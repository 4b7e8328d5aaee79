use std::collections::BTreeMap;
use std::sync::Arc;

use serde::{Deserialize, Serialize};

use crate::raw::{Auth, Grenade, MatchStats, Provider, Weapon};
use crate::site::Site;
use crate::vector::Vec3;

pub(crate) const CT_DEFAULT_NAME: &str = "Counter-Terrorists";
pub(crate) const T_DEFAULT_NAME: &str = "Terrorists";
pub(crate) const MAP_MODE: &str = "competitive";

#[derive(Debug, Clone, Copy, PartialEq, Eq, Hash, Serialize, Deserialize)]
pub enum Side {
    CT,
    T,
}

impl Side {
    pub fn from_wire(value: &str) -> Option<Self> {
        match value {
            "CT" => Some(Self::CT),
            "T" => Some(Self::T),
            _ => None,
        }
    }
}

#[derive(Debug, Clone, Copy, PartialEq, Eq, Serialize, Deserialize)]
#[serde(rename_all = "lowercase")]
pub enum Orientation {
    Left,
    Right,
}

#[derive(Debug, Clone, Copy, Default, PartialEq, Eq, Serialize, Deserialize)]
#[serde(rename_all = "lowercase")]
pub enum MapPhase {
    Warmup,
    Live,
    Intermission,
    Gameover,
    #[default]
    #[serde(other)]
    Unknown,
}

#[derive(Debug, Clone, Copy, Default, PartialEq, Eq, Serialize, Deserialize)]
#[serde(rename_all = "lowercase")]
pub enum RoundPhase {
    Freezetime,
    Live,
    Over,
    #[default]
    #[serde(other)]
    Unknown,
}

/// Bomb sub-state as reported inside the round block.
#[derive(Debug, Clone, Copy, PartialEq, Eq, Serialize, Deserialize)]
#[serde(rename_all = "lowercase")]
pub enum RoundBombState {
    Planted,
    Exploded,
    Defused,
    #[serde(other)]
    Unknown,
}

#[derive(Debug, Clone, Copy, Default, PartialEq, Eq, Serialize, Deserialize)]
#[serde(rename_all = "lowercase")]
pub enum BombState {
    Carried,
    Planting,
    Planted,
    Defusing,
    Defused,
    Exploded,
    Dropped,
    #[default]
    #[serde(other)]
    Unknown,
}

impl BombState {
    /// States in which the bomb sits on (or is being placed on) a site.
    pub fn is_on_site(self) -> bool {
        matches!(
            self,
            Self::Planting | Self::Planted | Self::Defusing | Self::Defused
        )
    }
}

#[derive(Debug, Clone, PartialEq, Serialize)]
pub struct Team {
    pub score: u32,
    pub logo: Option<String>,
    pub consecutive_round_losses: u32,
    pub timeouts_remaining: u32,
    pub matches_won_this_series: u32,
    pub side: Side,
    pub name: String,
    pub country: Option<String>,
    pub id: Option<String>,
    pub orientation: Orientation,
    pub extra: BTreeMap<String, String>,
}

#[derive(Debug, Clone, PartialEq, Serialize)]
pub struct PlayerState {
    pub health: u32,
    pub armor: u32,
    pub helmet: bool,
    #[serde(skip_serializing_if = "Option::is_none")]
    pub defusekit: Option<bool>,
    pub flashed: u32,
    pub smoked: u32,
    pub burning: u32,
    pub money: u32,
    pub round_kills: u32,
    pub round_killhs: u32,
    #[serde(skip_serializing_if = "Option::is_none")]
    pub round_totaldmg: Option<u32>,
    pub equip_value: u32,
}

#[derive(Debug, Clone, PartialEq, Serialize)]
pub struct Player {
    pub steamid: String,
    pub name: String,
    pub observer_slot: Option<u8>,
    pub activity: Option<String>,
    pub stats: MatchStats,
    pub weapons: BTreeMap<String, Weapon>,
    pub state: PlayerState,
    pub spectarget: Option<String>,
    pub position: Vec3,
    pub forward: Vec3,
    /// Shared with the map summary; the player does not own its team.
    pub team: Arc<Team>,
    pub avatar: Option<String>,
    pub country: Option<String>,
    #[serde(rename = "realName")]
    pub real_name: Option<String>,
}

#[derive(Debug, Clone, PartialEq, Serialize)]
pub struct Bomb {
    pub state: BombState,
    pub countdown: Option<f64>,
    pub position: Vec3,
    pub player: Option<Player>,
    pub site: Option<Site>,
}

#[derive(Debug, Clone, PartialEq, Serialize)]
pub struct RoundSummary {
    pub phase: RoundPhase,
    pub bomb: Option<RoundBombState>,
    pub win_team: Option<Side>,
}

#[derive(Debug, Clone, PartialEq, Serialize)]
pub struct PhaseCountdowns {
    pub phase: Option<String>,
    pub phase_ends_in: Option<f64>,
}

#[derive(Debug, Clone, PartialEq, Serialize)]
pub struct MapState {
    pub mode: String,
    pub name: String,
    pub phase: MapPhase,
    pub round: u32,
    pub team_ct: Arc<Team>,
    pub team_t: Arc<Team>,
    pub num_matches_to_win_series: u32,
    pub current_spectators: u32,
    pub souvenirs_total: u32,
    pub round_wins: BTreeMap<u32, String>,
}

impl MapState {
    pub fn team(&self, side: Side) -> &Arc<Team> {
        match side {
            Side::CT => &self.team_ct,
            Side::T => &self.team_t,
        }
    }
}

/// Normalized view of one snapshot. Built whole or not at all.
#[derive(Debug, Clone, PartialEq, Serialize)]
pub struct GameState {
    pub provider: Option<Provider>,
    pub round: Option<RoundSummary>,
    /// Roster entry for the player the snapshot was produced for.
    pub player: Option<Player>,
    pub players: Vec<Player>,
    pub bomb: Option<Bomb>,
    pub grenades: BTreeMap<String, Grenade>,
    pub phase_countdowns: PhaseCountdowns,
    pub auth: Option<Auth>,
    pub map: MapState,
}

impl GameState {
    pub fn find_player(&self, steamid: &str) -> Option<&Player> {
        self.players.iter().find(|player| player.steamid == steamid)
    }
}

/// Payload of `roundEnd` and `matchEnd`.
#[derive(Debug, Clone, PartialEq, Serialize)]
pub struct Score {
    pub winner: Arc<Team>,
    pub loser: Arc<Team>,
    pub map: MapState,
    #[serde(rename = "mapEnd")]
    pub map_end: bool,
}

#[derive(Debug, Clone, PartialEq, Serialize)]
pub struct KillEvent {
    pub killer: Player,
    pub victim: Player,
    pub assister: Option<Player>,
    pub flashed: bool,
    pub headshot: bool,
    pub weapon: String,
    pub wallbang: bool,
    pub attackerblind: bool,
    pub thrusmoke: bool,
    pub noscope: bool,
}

• • • •

# What is required:
Transcribe verbatim. Cover the lines from the first line of the entries above to the line containing "Hash, Serialize, Deserialize)]", inclusive.

# Answer:
repository 4b7e8328d5aaee79
use std::collections::BTreeMap;
use std::sync::Arc;

use serde::{Deserialize, Serialize};

use crate::raw::{Auth, Grenade, MatchStats, Provider, Weapon};
use crate::site::Site;
use crate::vector::Vec3;

pub(crate) const CT_DEFAULT_NAME: &str = "Counter-Terrorists";
pub(crate) const T_DEFAULT_NAME: &str = "Terrorists";
pub(crate) const MAP_MODE: &str = "competitive";

#[derive(Debug, Clone, Copy, PartialEq, Eq, Hash, Serialize, Deserialize)]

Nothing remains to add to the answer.